The Top 5 Righteous Indignation Moments in Five Iron Frenzy Songs
Five Iron Frenzy is one of the most important Christian rock bands of all time. I've written at length elsewhere about why this is true, but if you're not convinced, I offer this shameless listicle to try to at least convince you that their prophetic rage was/is unprecedented and awesome.
In honor of Five Iron Frenzy's upcoming reunion album release and recently announced shows in Portland and Seattle (well, I say in honor of that, but to be honest, I haven't really stopped listening to this band for any considerable period of time since 1995, which I am not ashamed to admit), here are the "top 5" (aka 5 off the top of my head) of their moments of righteous hardcore unbridled left-wing commie pinko indignation.
5. The West Side Story bit from "Beautiful America"
Remember: this record was only available at a Christian bookstore. Your parents would drive you there and they would buy Focus on the Family books and Precious Moments figurines. They would also buy you this CD because it was, as far as they knew, wholesome Christian family-friendly edutainment(TM), but also "cool." You begrudgingly accepted that this was the kind of music you were going to have to listen to. It might be all Jesusy, but at least it would be loud and "cool."
You put it on -- and the first song was about your complicity in genocide. The second one was about giving all your money to homeless people. The fourth one was about why you shouldn't sing the national anthem or say the pledge of allegiance.
Many an evangelical teenage mind was permanently blown by this record (mine included), and by the time they got to "Beautiful America," which cheerfully compares the USA to Gomorrah, we were pretty much on board. The final section of this track uses the "I want to be in America" song from West Side Story to great effect, sung as it is by a chorus of snot-nosed, screw-you, punk rock voices. The song devolves into celebratory anarchism as the band dances on the bones of the American dream.
4. Calling out Christian bands in "Blue Mix"
Most bands don't seem to have the courage to call out the Christian music industry for its backstabbing, profit-driven crapulence until they've quit the business, but FIF didn't seem overly concerned about record sales (and their records were frequently pulled from the shelves of Christian stores after people realized what they were singing about). They address this issue elsewhere ("451," and to some extent, "Handbook for the Sellout"), but "Blue Mix" is their most direct takedown of CCM. There's something satisfying about the directness of Reese Roper's critique in lines like "under the guise of Jesus Christ/they lie" and "You are responsible to watch what you buy/ these bands that you love pull the wool over your eyes." The song ends with a warning to keep your eyes open for any band who tries to deceive you to make money -- including FIF themselves ("watch them/watch us").

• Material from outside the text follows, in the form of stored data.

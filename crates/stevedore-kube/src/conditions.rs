//! Rollout completion predicates
//!
//! The revision counter of a Deployment is owned by the cluster and read from
//! the `deployment.kubernetes.io/revision` annotation.

use k8s_openapi::api::apps::v1::Deployment;

/// Annotation carrying the deployment revision counter
pub const REVISION_ANNOTATION: &str = "deployment.kubernetes.io/revision";

/// Caller-supplied rollout completion predicate: `(observed, target_revision)`
pub type CompletionPredicate = fn(&Deployment, i64) -> bool;

/// Revision counter of a deployment, 0 when not yet assigned
pub fn revision(deployment: &Deployment) -> i64 {
    deployment
        .metadata
        .annotations
        .as_ref()
        .and_then(|a| a.get(REVISION_ANNOTATION))
        .and_then(|v| v.trim().parse().ok())
        .unwrap_or(0)
}

/// The deployment reached (or passed) the target revision
pub fn revision_reached(deployment: &Deployment, target: i64) -> bool {
    revision(deployment) >= target
}

/// The target revision is fully rolled out
///
/// Besides the revision, the controller must have observed the latest
/// generation and every desired replica must be updated and available.
pub fn rollout_complete(deployment: &Deployment, target: i64) -> bool {
    if !revision_reached(deployment, target) {
        return false;
    }

    let generation = deployment.metadata.generation.unwrap_or(0);
    let desired = deployment
        .spec
        .as_ref()
        .and_then(|s| s.replicas)
        .unwrap_or(1);

    let Some(status) = deployment.status.as_ref() else {
        return false;
    };

    let observed = status.observed_generation.unwrap_or(0);
    let updated = status.updated_replicas.unwrap_or(0);
    let available = status.available_replicas.unwrap_or(0);
    let total = status.replicas.unwrap_or(0);

    observed >= generation && updated == desired && available == desired && total == desired
}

3. The scary Marxist choir on "Giants"
Reese Roper pointed out that this song was written by Dennis Culp, the FIF trombonist whom Roper called "The second most outspoken Republican I know." Libertarian and progressive concerns about big business meet here over a squonky guitar riff. There's a lot to love about this song, but the bridge in particular is where all hell breaks loose -- the sounds of construction, the anti-corporate chanting, and the evil operatic chorus singing about how multinationals are "pushing all the meek out of the way."
2. The insanely aggressive vocals on "The Day We Killed"
It's hard to pick a favorite vocal moment in this song about (again) genocide and killing people for money -- the scream at the beginning, the transition from whisper to growl at the end of each verse, the visceral low rumble of the pre-chorus "liiiiies! liiiies!" -- but I'm going to have to go with the last chorus, where Roper just adds that little extra something to the "no" in "the way you live shows NO remorse..." Hot damn, I got chills just writing that.
1. "BUY! TAKE! BREAK! THROW IT AWAY!" from "American Kryptonite"
Did I say "insanely aggressive?" I should maybe have saved that for this song. This track is the apex of FIF's angry lefty Christian mode. (They have two other moods: heart-on-sleeve Evangelical worship song mode, and immature 12-year-old boy joke mode.) This song, though: so sincere, so angry. So much bang-on righteous rage at the insane, misplaced American values of individualism and entitlement. And this bridge is the apex of the apex, especially the final repetition of "THROW IT AWAY! THROW IT AWAY! THROW IT AWAY!" while the band just relentlessly hammers on one chunky chord.
Seriously. Give this band some of your money.